Simulation Modeling of Statistical Nakagami-m Fading Channels

Abstract

The fading, which is caused due to multipath propagation in a communication channel, challenges the wireless communication engineer who tries to establish a reliable communication path between transmitter and receiver. The fading is especially very severe when there is no line-of-sight component, which is the most occurring case in urban and suburban cities. Generally, the multipath fading amplitude distribution is modeled with Rayleigh PDF. But when the fading is very severe, the Rayleigh model failed to characterize the exact channel characteristics. So, a powerful model, named Nakagami-m model, is used to represent the channel. Many techniques like “Pätzold analytical deterministic simulation model, first-order hidden markov model” were proposed to model a communication channel with Nakagami-m distribution for 0≤m≤1. In this thesis report, a more computationally efficient method is introduced which takes the advantage of product of two independent random processes, namely, a square root beta process and a complex Gaussian random process.
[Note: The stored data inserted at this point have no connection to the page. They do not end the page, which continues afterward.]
//! Manifest and archive download.
//!
//! Provides a trait-based abstraction over the storage bucket so the
//! installer can be exercised without network access.

use std::path::Path;
use std::sync::OnceLock;
use std::time::Duration;

/// Connection timeout for storage requests. Transfers themselves are not
/// bounded; SDK archives are several hundred megabytes.
const CONNECT_TIMEOUT: Duration = Duration::from_secs(30);

/// User agent sent with every storage request.
const USER_AGENT: &str = concat!("flutter-installer/", env!("CARGO_PKG_VERSION"));

/// Trait for retrieving release data from the storage bucket.
///
/// # Examples
///
/// ```
/// use flutter_installer::release::download::HttpReleaseSource;
///
/// let source = HttpReleaseSource;
/// // Use source.fetch_manifest(url) in production
/// ```
#[cfg_attr(test, mockall::automock)]
pub trait ReleaseSource {
    /// Fetch the body of the release manifest at `url`.
    ///
    /// # Errors
    ///
    /// Returns an error if the request fails or the server reports an error
    /// status.
    fn fetch_manifest(&self, url: &str) -> Result<String, DownloadError>;

    /// Download the archive at `url` into the file at `dest`.
    ///
    /// # Errors
    ///
    /// Returns an error if the download or the file write fails.
    fn download_archive(&self, url: &str, dest: &Path) -> Result<(), DownloadError>;
}

/// Errors arising from storage downloads.
#[derive(Debug, thiserror::Error)]
pub enum DownloadError {
    /// HTTP request failed.
    #[error("download failed for {url}: {reason}")]
    Http {
        /// The URL that was requested.
        url: String,
        /// A human-readable description of the failure.
        reason: String,
    },

    /// The requested object does not exist (HTTP 404).
    #[error("not found: {url}")]
    NotFound {
        /// The URL that returned 404.
        url: String,
    },

    /// I/O error writing the downloaded file.
    #[error("I/O error writing download: {0}")]
    Io(#[from] std::io::Error),
}

/// HTTP-based release source using `ureq`.
#[derive(Debug, Clone, Copy, Default)]
pub struct HttpReleaseSource;

impl ReleaseSource for HttpReleaseSource {
    fn fetch_manifest(&self, url: &str) -> Result<String, DownloadError> {
        log::debug!("fetching release manifest from {url}");
        let response = http_agent()
            .get(url)
            .header("User-Agent", USER_AGENT)
            .call()
            .map_err(|e| map_ureq_error(url, &e))?;
        response
            .into_body()
            .read_to_string()
            .map_err(|e| DownloadError::Http {
                url: url.to_owned(),
                reason: e.to_string(),
            })
    }

    fn download_archive(&self, url: &str, dest: &Path) -> Result<(), DownloadError> {
        log::debug!("downloading {url} to {}", dest.display());
        let response = http_agent()
            .get(url)
            .header("User-Agent", USER_AGENT)
            .call()
            .map_err(|e| map_ureq_error(url, &e))?;
        let mut file = std::fs::File::create(dest)?;
        let written = std::io::copy(&mut response.into_body().as_reader(), &mut file)
            .map_err(DownloadError::Io)?;
        log::trace!("wrote {written} bytes to {}", dest.display());
        Ok(())
    }
}

/// Shared `ureq` agent with connection timeout configuration.
fn http_agent() -> &'static ureq::Agent {
    static AGENT: OnceLock<ureq::Agent> = OnceLock::new();
    AGENT.get_or_init(|| {
        let config = ureq::Agent::config_builder()
            .timeout_connect(Some(CONNECT_TIMEOUT))
            .build();
        ureq::Agent::new_with_config(config)
    })
}

/// Map a ureq error to a [`DownloadError`].
fn map_ureq_error(url: &str, err: &ureq::Error) -> DownloadError {
    match err {
        ureq::Error::StatusCode(404) => DownloadError::NotFound {
            url: url.to_owned(),
        },
        other => DownloadError::Http {
            url: url.to_owned(),
            reason: other.to_string(),
        },
    }
}
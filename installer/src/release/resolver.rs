//! Release resolution.
//!
//! Finds the manifest record matching a requested channel and version and
//! derives the archive URL from it. Records are scanned in manifest order and
//! the first match wins.

use super::channel::Channel;
use super::manifest::{ReleaseManifest, ReleaseRecord};
use super::storage::StorageRoot;
use crate::error::{InstallerError, Result};
use crate::reporter::{InstallEvent, Reporter};
use std::fmt;

/// The version half of an install request.
#[derive(Debug, Clone, PartialEq, Eq, Default)]
pub enum VersionRequest {
    /// The current release of the channel.
    #[default]
    Latest,
    /// An exact version string.
    Exact(String),
}

impl VersionRequest {
    /// Interpret an optional version input.
    ///
    /// An absent, empty, or whitespace-only value requests the latest
    /// release; anything else is an exact version.
    ///
    /// # Examples
    ///
    /// ```
    /// use flutter_installer::release::resolver::VersionRequest;
    ///
    /// assert_eq!(VersionRequest::from_input(None), VersionRequest::Latest);
    /// assert_eq!(VersionRequest::from_input(Some("")), VersionRequest::Latest);
    /// assert_eq!(
    ///     VersionRequest::from_input(Some("2.5.0")),
    ///     VersionRequest::Exact("2.5.0".to_owned())
    /// );
    /// ```
    #[must_use]
    pub fn from_input(input: Option<&str>) -> Self {
        match input.map(str::trim) {
            None | Some("") => Self::Latest,
            Some(version) => Self::Exact(version.to_owned()),
        }
    }
}

impl fmt::Display for VersionRequest {
    fn fmt(&self, f: &mut fmt::Formatter<'_>) -> fmt::Result {
        match self {
            Self::Latest => f.write_str("latest"),
            Self::Exact(version) => f.write_str(version),
        }
    }
}

/// The release selected for installation.
#[derive(Debug, Clone, PartialEq, Eq)]
pub struct ResolvedRelease {
    channel: String,
    version: String,
    download_url: String,
}

impl ResolvedRelease {
    /// Derive the resolved release from a manifest record.
    #[must_use]
    pub fn from_record(record: &ReleaseRecord, storage: &StorageRoot) -> Self {
        Self {
            channel: record.channel().to_owned(),
            version: record.version().to_owned(),
            download_url: storage.archive_url(record.archive()),
        }
    }

    /// The channel of the selected record.
    #[must_use]
    pub fn channel(&self) -> &str {
        &self.channel
    }

    /// The version of the selected record; also the cache key.
    #[must_use]
    pub fn version(&self) -> &str {
        &self.version
    }

    /// The archive URL.
    #[must_use]
    pub fn download_url(&self) -> &str {
        &self.download_url
    }

    /// The archive file name: the last path segment of the download URL.
    ///
    /// # Examples
    ///
    /// ```
    /// use flutter_installer::release::manifest::ReleaseRecord;
    /// use flutter_installer::release::resolver::ResolvedRelease;
    /// use flutter_installer::release::storage::StorageRoot;
    ///
    /// let record = ReleaseRecord::new(
    ///     "abc",
    ///     "stable",
    ///     "2.5.0",
    ///     "stable/macos/flutter_macos_2.5.0-stable.zip",
    /// );
    /// let release = ResolvedRelease::from_record(&record, &StorageRoot::default());
    /// assert_eq!(release.archive_filename(), "flutter_macos_2.5.0-stable.zip");
    /// ```
    #[must_use]
    pub fn archive_filename(&self) -> &str {
        self.download_url
            .rsplit('/')
            .next()
            .unwrap_or(&self.download_url)
    }
}

/// Resolves requests against a manifest.
///
/// Holds the storage root used to derive archive URLs and the reporter that
/// receives [`InstallEvent::ReleaseResolved`].
pub struct Resolver<'a> {
    storage: &'a StorageRoot,
    reporter: &'a dyn Reporter,
}

impl<'a> Resolver<'a> {
    /// Create a resolver.
    #[must_use]
    pub fn new(storage: &'a StorageRoot, reporter: &'a dyn Reporter) -> Self {
        Self { storage, reporter }
    }

    /// Resolve `request` on `channel`.
    ///
    /// # Errors
    ///
    /// Returns [`InstallerError::VersionNotFound`] when no record matches.
    pub fn resolve(
        &self,
        manifest: &ReleaseManifest,
        channel: Channel,
        request: &VersionRequest,
    ) -> Result<ResolvedRelease> {
        match request {
            VersionRequest::Latest => self.resolve_latest(manifest, channel),
            VersionRequest::Exact(version) => self.resolve_exact(manifest, channel, version),
        }
    }

    /// Select the current release of `channel`.
    ///
    /// The record must carry the hash named by `current_release[channel]`
    /// and also be published on `channel`; a record on another channel with
    /// the same hash does not qualify.
    ///
    /// # Errors
    ///
    /// Returns [`InstallerError::VersionNotFound`] when the channel has no
    /// current release or no record satisfies both conditions.
    pub fn resolve_latest(
        &self,
        manifest: &ReleaseManifest,
        channel: Channel,
    ) -> Result<ResolvedRelease> {
        let record = manifest.current_hash(channel).and_then(|hash| {
            manifest
                .releases()
                .iter()
                .find(|record| record.hash() == hash && record.is_on(channel))
        });
        self.finish(record, channel, VersionRequest::Latest)
    }

    /// Select the first record with `version` on `channel`.
    ///
    /// # Errors
    ///
    /// Returns [`InstallerError::VersionNotFound`] when no record matches.
    pub fn resolve_exact(
        &self,
        manifest: &ReleaseManifest,
        channel: Channel,
        version: &str,
    ) -> Result<ResolvedRelease> {
        let record = manifest
            .releases()
            .iter()
            .find(|record| record.version() == version && record.is_on(channel));
        self.finish(record, channel, VersionRequest::Exact(version.to_owned()))
    }

    fn finish(
        &self,
        record: Option<&ReleaseRecord>,
        channel: Channel,
        request: VersionRequest,
    ) -> Result<ResolvedRelease> {
        let record = record.ok_or(InstallerError::VersionNotFound { channel, request })?;
        let release = ResolvedRelease::from_record(record, self.storage);
        self.reporter.report(&InstallEvent::ReleaseResolved {
            channel: release.channel().to_owned(),
            version: release.version().to_owned(),
            download_url: release.download_url().to_owned(),
        });
        Ok(release)
    }
}
//! Pre-extraction checks on the downloaded artefact.

use crate::error::{InstallerError, Result};
use std::path::Path;

/// Confirm that `path` names a regular file before it is extracted.
///
/// # Errors
///
/// - [`InstallerError::SdkPathInvalid`] when the path cannot be inspected
///   (for example because it does not exist).
/// - [`InstallerError::ExtractionTargetIsDirectory`] when it is a directory.
/// - [`InstallerError::NotAFile`] when it is any other non-regular entry.
pub fn validate_archive_file(path: &Path) -> Result<()> {
    let metadata = std::fs::metadata(path).map_err(|e| InstallerError::SdkPathInvalid {
        path: path.to_path_buf(),
        reason: e.to_string(),
    })?;
    if metadata.is_dir() {
        return Err(InstallerError::ExtractionTargetIsDirectory {
            path: path.to_path_buf(),
        });
    }
    if !metadata.is_file() {
        return Err(InstallerError::NotAFile {
            path: path.to_path_buf(),
        });
    }
    Ok(())
}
First, the square root beta process is realized by a well known technique known as inverse PDF. Next, the complex Gaussian random process is realized with the technique “rice’s sum of sinusoids”, in which the required parameters are calculated with optimal approximation method given by Matthias Pätzold. The method has been implemented with the mathematical tool MATLAB. The generated complex random process, its magnitude and phase PDF plots were drawn and compared with the actual plots. For future scope, a ready to implement simulation procedure has been suggested to apply this method to generate the correlated Nakagami-m fading channels using the same technique.